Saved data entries
* * * * *

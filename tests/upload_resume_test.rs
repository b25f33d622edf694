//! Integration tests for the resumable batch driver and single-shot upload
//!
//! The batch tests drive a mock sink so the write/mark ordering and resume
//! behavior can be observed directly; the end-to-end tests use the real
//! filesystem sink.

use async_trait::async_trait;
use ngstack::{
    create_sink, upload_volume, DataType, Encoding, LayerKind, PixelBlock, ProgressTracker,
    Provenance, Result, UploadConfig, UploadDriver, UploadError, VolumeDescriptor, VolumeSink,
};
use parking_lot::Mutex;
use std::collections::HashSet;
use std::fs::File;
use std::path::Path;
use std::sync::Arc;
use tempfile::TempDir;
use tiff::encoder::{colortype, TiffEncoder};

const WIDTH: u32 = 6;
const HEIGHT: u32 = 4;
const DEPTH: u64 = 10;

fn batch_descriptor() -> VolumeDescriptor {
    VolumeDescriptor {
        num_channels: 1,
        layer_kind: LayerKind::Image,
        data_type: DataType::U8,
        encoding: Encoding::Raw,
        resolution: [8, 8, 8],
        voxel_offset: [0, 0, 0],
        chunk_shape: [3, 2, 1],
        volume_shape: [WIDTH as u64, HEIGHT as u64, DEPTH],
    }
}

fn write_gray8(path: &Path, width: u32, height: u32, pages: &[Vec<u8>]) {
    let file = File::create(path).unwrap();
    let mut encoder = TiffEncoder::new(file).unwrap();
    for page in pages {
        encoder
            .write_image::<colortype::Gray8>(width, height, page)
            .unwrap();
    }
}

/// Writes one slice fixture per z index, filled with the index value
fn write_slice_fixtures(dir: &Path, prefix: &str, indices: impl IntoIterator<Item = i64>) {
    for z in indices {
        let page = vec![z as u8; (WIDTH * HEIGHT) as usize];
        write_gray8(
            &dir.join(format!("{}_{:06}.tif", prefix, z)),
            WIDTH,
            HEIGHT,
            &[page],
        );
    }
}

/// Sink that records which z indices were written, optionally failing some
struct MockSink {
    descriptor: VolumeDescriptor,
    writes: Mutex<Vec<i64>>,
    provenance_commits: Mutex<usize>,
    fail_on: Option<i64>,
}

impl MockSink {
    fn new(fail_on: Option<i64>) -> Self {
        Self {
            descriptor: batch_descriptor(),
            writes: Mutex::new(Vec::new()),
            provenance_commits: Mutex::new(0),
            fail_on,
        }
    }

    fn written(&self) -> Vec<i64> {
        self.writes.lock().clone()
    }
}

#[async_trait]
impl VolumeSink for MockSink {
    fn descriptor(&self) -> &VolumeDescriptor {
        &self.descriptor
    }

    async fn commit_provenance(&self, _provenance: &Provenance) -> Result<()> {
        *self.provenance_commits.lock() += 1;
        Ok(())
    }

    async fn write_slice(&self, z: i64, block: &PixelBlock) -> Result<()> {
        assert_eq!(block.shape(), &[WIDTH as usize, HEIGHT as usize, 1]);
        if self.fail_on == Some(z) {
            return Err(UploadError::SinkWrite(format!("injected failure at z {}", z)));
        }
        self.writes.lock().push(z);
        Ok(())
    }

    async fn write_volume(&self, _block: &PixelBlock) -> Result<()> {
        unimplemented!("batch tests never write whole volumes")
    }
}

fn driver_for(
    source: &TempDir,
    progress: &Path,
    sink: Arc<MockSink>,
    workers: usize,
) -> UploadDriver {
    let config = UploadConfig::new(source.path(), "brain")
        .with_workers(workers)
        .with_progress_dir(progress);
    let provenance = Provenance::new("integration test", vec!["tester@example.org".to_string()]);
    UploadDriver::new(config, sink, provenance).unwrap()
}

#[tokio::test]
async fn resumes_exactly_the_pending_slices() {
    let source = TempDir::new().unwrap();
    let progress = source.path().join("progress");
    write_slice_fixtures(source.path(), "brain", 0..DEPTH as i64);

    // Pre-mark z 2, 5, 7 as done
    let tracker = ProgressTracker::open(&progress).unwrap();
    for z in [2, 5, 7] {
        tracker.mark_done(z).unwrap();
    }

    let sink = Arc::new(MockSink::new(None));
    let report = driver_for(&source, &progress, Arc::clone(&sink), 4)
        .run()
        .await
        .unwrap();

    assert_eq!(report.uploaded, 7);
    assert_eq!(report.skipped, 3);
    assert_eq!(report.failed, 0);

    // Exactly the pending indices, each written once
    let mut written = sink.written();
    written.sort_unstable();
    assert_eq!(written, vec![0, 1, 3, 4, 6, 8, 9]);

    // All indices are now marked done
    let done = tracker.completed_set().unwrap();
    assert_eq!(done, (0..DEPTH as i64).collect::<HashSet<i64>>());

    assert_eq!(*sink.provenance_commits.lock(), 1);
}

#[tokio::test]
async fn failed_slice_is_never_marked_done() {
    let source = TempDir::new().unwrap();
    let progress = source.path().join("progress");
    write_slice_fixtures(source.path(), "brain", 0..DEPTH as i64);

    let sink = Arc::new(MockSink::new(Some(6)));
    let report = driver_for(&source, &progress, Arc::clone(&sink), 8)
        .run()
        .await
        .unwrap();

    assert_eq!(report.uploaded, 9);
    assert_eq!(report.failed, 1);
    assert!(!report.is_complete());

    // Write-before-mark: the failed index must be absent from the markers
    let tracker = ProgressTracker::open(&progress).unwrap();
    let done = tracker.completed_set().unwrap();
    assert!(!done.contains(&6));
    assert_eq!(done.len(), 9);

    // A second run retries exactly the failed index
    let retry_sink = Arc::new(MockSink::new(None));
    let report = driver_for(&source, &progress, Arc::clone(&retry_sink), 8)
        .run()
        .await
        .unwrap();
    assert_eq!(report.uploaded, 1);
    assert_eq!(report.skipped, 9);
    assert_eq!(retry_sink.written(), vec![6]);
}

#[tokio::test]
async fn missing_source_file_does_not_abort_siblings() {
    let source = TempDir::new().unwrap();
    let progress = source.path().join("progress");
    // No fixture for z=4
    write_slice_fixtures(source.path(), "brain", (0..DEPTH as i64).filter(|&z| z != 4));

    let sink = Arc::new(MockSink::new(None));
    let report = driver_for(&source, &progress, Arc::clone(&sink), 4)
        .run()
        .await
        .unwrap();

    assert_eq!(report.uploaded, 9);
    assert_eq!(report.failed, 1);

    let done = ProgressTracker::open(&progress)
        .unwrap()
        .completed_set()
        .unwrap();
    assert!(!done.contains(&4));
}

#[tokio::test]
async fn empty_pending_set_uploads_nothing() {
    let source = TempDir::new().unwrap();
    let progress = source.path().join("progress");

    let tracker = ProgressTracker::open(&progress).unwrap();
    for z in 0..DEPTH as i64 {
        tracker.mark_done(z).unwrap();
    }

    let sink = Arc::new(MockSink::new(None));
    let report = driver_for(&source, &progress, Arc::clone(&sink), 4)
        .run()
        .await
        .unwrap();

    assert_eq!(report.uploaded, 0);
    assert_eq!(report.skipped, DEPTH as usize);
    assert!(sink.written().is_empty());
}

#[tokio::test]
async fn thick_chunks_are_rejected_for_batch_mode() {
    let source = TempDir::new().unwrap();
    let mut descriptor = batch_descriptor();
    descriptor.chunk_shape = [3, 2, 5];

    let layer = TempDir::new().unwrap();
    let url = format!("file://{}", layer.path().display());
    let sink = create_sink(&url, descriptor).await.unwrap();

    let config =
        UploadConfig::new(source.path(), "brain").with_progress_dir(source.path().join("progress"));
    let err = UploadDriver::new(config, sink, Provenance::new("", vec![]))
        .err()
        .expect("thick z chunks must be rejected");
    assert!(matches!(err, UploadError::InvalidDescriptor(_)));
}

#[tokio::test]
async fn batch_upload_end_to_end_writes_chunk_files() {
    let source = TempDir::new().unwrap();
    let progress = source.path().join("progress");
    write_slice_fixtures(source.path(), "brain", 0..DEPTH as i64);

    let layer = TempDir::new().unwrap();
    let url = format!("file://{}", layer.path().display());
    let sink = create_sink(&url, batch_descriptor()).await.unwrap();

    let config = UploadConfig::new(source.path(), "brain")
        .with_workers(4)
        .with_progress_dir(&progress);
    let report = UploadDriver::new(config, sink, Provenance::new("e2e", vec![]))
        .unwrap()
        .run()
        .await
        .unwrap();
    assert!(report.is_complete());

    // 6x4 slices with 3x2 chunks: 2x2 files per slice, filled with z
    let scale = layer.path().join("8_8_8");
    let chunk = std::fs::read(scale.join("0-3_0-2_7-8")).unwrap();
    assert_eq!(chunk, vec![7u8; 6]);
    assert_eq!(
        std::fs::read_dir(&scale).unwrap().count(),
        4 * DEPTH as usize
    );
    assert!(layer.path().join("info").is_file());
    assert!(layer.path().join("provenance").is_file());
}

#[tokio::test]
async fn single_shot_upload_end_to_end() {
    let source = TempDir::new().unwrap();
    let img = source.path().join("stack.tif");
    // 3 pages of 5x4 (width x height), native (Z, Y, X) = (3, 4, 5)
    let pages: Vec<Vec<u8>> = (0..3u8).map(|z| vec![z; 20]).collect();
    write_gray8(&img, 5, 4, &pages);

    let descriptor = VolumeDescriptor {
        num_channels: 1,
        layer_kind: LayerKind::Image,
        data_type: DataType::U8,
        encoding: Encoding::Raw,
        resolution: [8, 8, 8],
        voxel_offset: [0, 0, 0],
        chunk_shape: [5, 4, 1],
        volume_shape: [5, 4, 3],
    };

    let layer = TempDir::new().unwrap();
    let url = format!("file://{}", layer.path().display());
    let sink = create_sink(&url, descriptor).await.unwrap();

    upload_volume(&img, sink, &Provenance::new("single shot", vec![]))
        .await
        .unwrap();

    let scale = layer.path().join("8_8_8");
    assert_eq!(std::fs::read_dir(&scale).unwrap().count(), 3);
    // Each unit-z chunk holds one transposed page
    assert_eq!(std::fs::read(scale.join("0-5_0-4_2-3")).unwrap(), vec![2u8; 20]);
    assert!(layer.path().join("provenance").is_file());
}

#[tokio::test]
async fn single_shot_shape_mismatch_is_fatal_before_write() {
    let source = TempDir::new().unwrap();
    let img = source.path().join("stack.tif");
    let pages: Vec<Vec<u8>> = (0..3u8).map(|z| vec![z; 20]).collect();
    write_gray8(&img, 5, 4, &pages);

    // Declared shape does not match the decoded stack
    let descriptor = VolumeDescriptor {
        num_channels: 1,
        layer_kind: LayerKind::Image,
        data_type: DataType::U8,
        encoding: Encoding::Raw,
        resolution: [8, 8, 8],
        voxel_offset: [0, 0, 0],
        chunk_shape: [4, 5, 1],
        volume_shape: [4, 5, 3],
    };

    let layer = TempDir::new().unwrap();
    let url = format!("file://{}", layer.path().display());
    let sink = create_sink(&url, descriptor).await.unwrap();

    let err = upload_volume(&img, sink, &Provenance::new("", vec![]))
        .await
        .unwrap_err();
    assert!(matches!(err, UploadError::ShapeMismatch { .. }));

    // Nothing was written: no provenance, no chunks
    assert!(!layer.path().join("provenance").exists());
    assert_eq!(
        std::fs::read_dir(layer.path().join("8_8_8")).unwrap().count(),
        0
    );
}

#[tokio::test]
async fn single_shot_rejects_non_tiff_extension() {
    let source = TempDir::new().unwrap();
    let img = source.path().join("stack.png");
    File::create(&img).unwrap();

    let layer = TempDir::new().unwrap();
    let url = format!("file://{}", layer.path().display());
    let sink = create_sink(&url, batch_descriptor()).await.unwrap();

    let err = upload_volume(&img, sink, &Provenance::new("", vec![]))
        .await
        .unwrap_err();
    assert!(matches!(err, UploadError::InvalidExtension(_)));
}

* * * * *

**What is expected**
Please retype the top of the data exactly, down to and including the line that holds "use async_trait::async_trait;", and nothing further.

**Answer**
filename tests/upload_resume_test.rs
repository b25f33d622edf694
//! Integration tests for the resumable batch driver and single-shot upload
//!
//! The batch tests drive a mock sink so the write/mark ordering and resume
//! behavior can be observed directly; the end-to-end tests use the real
//! filesystem sink.

use async_trait::async_trait;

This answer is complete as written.